UN Secretary-General Kofi Annan is sending his top envoy to Myanmar at the end of the month to discuss reviving the national reconciliation process. The envoy is expected to meet pro-democracy leader Aung San Suu Kyi and seek her immediate release, a UN spokesman said.
Razali Ismail will travel to Myanmar from Sept. 30 to Oct. 2, said Annan spokesman Fred Eckhard.
His visit will take place as Suu Kyi, 58, winner of the 1991 Nobel Peace Prize, recuperates from what was described as a major three-hour gynecological operation on Friday.
She was detained and held at an unknown location after a bloody confrontation between her followers and supporters of the country's ruling military junta on May 30 in northern Myanmar.
Suu Kyi's National League for Democracy party won a national election more than a decade ago in Myanmar, also known as Burma, but the junta refused to yield power.
Since 1990, Suu Kyi has been kept under various periods of house arrest. Her latest detention halted reconciliation talks that she had begun with the junta in October 2000.
Annan "remains concerned about the well-being of Daw Aung San Suu Kyi and other NLD leaders and reiterates his call that they should be released without further delay," Eckhard said. Daw is an honorific title.

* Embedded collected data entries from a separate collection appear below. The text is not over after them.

use super::Shape;
use crate::{
    interaction::{Provenance, SurfaceInteraction},
    math::{Bounds3, Normal, Point2, Point3, Ray, Transform, Vec3},
};

/// The `[-1, 1]²` quad in the object space xy-plane, placed by `to_world`.
///
/// Parameterized so `uv` spans `[0, 1]²` with u along x and v along y. The
/// geometric normal is the object space +z axis regardless of which side the
/// ray arrives from.
pub struct Rectangle {
    to_world: Transform,
    to_object: Transform,
    swaps_handedness: bool,
}

impl Rectangle {
    /// Creates a new `Rectangle`.
    pub fn new(to_world: &Transform) -> Self {
        Self {
            to_world: to_world.clone(),
            to_object: to_world.inverted(),
            swaps_handedness: to_world.swaps_handedness(),
        }
    }

    fn intersect_local(&self, ray: Ray) -> Option<(f32, Point3)> {
        let Ray { o, d, t_max, .. } = &self.to_object * ray;

        if d.z == 0.0 {
            // Parallel to the plane
            return None;
        }
        let t = -o.z / d.z;
        if t <= 0.0 || t > t_max {
            return None;
        }

        let p = o + d * t;
        if p.x.abs() > 1.0 || p.y.abs() > 1.0 {
            return None;
        }

        Some((t, p))
    }
}

impl Shape for Rectangle {
    fn ray_intersect(&self, ray: Ray) -> Option<SurfaceInteraction> {
        let (t, p_object) = self.intersect_local(ray)?;

        // A reflecting placement flips the geometric orientation, same as it
        // flips winding for baked meshes
        let mut n = (&self.to_world * Normal::new(0.0, 0.0, 1.0)).normalized();
        if self.swaps_handedness {
            n = -n;
        }

        Some(SurfaceInteraction {
            t,
            time: ray.time,
            p: &self.to_world * Point3::new(p_object.x, p_object.y, 0.0),
            n,
            sh_n: n,
            dp_du: &self.to_world * Vec3::new(2.0, 0.0, 0.0),
            dp_dv: &self.to_world * Vec3::new(0.0, 2.0, 0.0),
            uv: Point2::new((p_object.x + 1.0) * 0.5, (p_object.y + 1.0) * 0.5),
            wo: -ray.d,
            prim_index: 0,
            provenance: Provenance::None,
        })
    }

    fn ray_test(&self, ray: Ray) -> bool {
        self.intersect_local(ray).is_some()
    }

    fn normal_derivative(&self, _si: &SurfaceInteraction, _shading_frame: bool) -> (Vec3, Vec3) {
        // Constant normal over a plane, degenerate by definition
        (Vec3::zeros(), Vec3::zeros())
    }

    fn world_bound(&self) -> Bounds3 {
        // Padded along z so the slab test stays well-defined for an
        // axis-aligned placement
        &self.to_world
            * Bounds3::new(
                Point3::new(-1.0, -1.0, -1e-4),
                Point3::new(1.0, 1.0, 1e-4),
            )
    }
}
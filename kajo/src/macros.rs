#[macro_export]
macro_rules! expect {
    ($result:expr, $msg:expr) => {
        match $result {
            Ok(t) => t,
            Err(why) => {
                panic!("{}: {:?}", $msg, why);
            }
        }
    };
}

// Thin wrappers over the log facade so call sites stay grep-friendly and the
// backend can be swapped in one place

#[macro_export]
macro_rules! kajo_trace {
    ($($args:tt)*) => {
        log::trace!($($args)*)
    };
}

#[macro_export]
macro_rules! kajo_debug {
    ($($args:tt)*) => {
        log::debug!($($args)*)
    };
}

#[macro_export]
macro_rules! kajo_info {
    ($($args:tt)*) => {
        log::info!($($args)*)
    };
}

#[macro_export]
macro_rules! kajo_warn {
    ($($args:tt)*) => {
        log::warn!($($args)*)
    };
}

#[macro_export]
macro_rules! kajo_error {
    ($($args:tt)*) => {
        log::error!($($args)*)
    };
}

Annan expects Razali to meet Suu Kyi, "find out her condition and work with government officials towards her immediate and unconditional release," the UN spokesman said.
The secretary-general also expects Razali "to discuss with Prime Minister General Khin Nyunt and other government leaders ways in which to revive the national reconciliation process, which came to a standstill after the incident of May 30," Eckhard said.
Razali brokered the reconciliation talks and later secured Suu Kyi's release in May last year from more than 18 months of house arrest.